Go line by line through the data and copy those with the word "items".

========================================================================

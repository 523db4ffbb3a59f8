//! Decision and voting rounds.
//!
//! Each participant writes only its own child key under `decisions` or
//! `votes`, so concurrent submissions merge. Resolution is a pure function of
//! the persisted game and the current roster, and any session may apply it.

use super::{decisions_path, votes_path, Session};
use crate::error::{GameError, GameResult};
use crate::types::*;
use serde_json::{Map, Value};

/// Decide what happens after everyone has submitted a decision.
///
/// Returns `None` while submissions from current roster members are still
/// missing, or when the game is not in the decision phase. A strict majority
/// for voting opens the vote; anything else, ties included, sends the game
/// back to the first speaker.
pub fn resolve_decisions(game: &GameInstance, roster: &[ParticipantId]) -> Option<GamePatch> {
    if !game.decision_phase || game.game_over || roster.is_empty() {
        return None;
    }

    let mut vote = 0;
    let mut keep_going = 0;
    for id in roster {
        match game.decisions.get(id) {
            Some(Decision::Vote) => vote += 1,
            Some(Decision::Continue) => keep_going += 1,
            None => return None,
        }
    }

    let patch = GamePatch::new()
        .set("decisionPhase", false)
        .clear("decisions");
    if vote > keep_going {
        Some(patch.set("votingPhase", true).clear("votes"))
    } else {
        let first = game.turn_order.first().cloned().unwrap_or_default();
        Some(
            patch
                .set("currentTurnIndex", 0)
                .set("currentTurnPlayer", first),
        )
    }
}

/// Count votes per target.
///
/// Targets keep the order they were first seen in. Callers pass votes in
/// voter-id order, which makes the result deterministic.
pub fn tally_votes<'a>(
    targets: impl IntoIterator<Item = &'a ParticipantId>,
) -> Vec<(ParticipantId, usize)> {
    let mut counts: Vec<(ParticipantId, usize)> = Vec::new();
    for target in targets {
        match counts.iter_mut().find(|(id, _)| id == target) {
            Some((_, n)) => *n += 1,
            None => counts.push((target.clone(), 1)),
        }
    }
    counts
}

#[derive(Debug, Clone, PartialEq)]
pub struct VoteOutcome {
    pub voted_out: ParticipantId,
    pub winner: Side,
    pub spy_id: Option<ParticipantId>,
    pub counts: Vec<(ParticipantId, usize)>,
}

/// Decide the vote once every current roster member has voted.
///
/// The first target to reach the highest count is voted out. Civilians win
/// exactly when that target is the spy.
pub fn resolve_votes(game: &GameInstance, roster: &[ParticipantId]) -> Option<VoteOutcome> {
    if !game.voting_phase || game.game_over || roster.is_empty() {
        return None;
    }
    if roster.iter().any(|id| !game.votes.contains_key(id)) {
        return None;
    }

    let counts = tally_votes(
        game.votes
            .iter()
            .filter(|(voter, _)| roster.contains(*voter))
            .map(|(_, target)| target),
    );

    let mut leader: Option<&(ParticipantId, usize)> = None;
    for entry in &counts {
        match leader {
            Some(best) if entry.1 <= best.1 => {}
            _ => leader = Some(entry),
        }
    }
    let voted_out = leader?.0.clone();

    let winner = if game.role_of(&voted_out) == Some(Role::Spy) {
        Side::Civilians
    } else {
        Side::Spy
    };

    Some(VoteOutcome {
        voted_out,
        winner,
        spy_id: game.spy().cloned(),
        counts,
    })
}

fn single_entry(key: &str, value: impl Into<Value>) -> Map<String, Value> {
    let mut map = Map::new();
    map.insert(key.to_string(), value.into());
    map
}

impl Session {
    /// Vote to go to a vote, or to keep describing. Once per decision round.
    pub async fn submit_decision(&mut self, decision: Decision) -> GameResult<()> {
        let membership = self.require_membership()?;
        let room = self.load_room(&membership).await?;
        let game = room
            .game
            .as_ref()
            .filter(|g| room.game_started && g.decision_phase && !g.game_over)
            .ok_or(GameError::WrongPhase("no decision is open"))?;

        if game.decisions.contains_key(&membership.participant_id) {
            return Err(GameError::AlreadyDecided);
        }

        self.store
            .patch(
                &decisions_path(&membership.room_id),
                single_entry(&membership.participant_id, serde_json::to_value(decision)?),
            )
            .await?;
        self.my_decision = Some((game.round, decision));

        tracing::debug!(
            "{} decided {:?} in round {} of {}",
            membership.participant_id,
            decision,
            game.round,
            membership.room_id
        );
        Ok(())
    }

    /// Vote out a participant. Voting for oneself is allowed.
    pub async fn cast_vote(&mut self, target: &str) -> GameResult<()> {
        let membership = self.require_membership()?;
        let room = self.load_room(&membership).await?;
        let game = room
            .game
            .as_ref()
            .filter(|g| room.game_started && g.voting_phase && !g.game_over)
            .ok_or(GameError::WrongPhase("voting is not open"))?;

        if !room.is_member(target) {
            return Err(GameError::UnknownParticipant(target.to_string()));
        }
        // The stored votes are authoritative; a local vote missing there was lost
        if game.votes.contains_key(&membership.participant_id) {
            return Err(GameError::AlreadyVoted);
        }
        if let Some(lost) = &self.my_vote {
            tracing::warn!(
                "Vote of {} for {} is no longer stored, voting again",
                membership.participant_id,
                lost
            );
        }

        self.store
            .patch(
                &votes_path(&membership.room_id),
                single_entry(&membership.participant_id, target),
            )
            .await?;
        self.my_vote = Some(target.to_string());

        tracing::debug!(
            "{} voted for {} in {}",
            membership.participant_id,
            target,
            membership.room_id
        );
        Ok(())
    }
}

========================================================================

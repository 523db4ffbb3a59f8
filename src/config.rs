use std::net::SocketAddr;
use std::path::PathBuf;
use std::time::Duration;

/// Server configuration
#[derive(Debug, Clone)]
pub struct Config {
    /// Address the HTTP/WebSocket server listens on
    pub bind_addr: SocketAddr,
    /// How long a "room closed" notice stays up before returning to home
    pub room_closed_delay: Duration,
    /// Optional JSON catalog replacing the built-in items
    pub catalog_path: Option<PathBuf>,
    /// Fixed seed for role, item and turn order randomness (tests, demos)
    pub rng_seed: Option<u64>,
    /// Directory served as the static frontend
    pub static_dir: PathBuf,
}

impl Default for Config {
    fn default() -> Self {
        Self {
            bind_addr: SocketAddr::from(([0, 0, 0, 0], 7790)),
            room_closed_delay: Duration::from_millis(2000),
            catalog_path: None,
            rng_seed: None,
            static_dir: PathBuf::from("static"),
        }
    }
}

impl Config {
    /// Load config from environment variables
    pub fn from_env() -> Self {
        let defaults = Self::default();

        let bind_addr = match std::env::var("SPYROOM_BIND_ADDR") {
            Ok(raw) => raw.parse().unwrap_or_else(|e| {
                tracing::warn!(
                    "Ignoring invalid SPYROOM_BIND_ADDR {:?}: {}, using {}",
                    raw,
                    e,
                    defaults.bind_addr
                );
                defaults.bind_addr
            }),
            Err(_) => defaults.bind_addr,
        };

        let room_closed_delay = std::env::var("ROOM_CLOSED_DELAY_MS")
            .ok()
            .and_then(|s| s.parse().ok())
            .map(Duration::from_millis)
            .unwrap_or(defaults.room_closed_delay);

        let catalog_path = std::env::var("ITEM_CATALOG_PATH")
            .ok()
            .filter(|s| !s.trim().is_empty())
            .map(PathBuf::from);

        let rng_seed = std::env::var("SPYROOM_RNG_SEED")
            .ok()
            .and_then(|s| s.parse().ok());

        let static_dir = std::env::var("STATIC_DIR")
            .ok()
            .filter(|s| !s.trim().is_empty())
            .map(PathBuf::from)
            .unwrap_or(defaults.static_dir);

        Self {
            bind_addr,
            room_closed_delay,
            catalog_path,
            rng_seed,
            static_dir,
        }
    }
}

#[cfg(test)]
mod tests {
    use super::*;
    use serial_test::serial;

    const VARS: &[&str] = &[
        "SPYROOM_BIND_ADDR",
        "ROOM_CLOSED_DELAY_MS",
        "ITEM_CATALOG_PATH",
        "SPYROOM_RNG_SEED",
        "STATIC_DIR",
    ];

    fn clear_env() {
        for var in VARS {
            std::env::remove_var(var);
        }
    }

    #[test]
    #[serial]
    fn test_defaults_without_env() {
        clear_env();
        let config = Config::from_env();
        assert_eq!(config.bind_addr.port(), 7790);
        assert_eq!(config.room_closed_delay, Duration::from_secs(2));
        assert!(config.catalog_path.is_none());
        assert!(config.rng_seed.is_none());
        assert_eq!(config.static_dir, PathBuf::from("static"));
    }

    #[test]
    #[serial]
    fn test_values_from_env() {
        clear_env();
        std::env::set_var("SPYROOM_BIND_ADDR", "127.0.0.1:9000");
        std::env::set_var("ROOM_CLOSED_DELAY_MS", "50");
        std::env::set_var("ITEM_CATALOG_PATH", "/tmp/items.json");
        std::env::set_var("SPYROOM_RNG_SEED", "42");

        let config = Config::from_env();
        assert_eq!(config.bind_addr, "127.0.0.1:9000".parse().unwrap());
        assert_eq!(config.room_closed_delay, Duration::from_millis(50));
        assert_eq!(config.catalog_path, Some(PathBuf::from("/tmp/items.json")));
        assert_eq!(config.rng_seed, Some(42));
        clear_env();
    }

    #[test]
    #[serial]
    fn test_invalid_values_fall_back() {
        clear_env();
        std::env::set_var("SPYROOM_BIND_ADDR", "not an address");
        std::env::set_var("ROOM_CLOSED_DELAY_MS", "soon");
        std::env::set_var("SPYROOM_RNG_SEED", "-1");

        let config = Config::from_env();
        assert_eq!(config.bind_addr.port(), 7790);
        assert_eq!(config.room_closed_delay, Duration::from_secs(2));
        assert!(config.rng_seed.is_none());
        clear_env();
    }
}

========================================================================

### ANSWER SECTION
    /// Optional JSON catalog replacing the built-in items
        std::env::set_var("ITEM_CATALOG_PATH", "/tmp/items.json");
        assert_eq!(config.catalog_path, Some(PathBuf::from("/tmp/items.json")));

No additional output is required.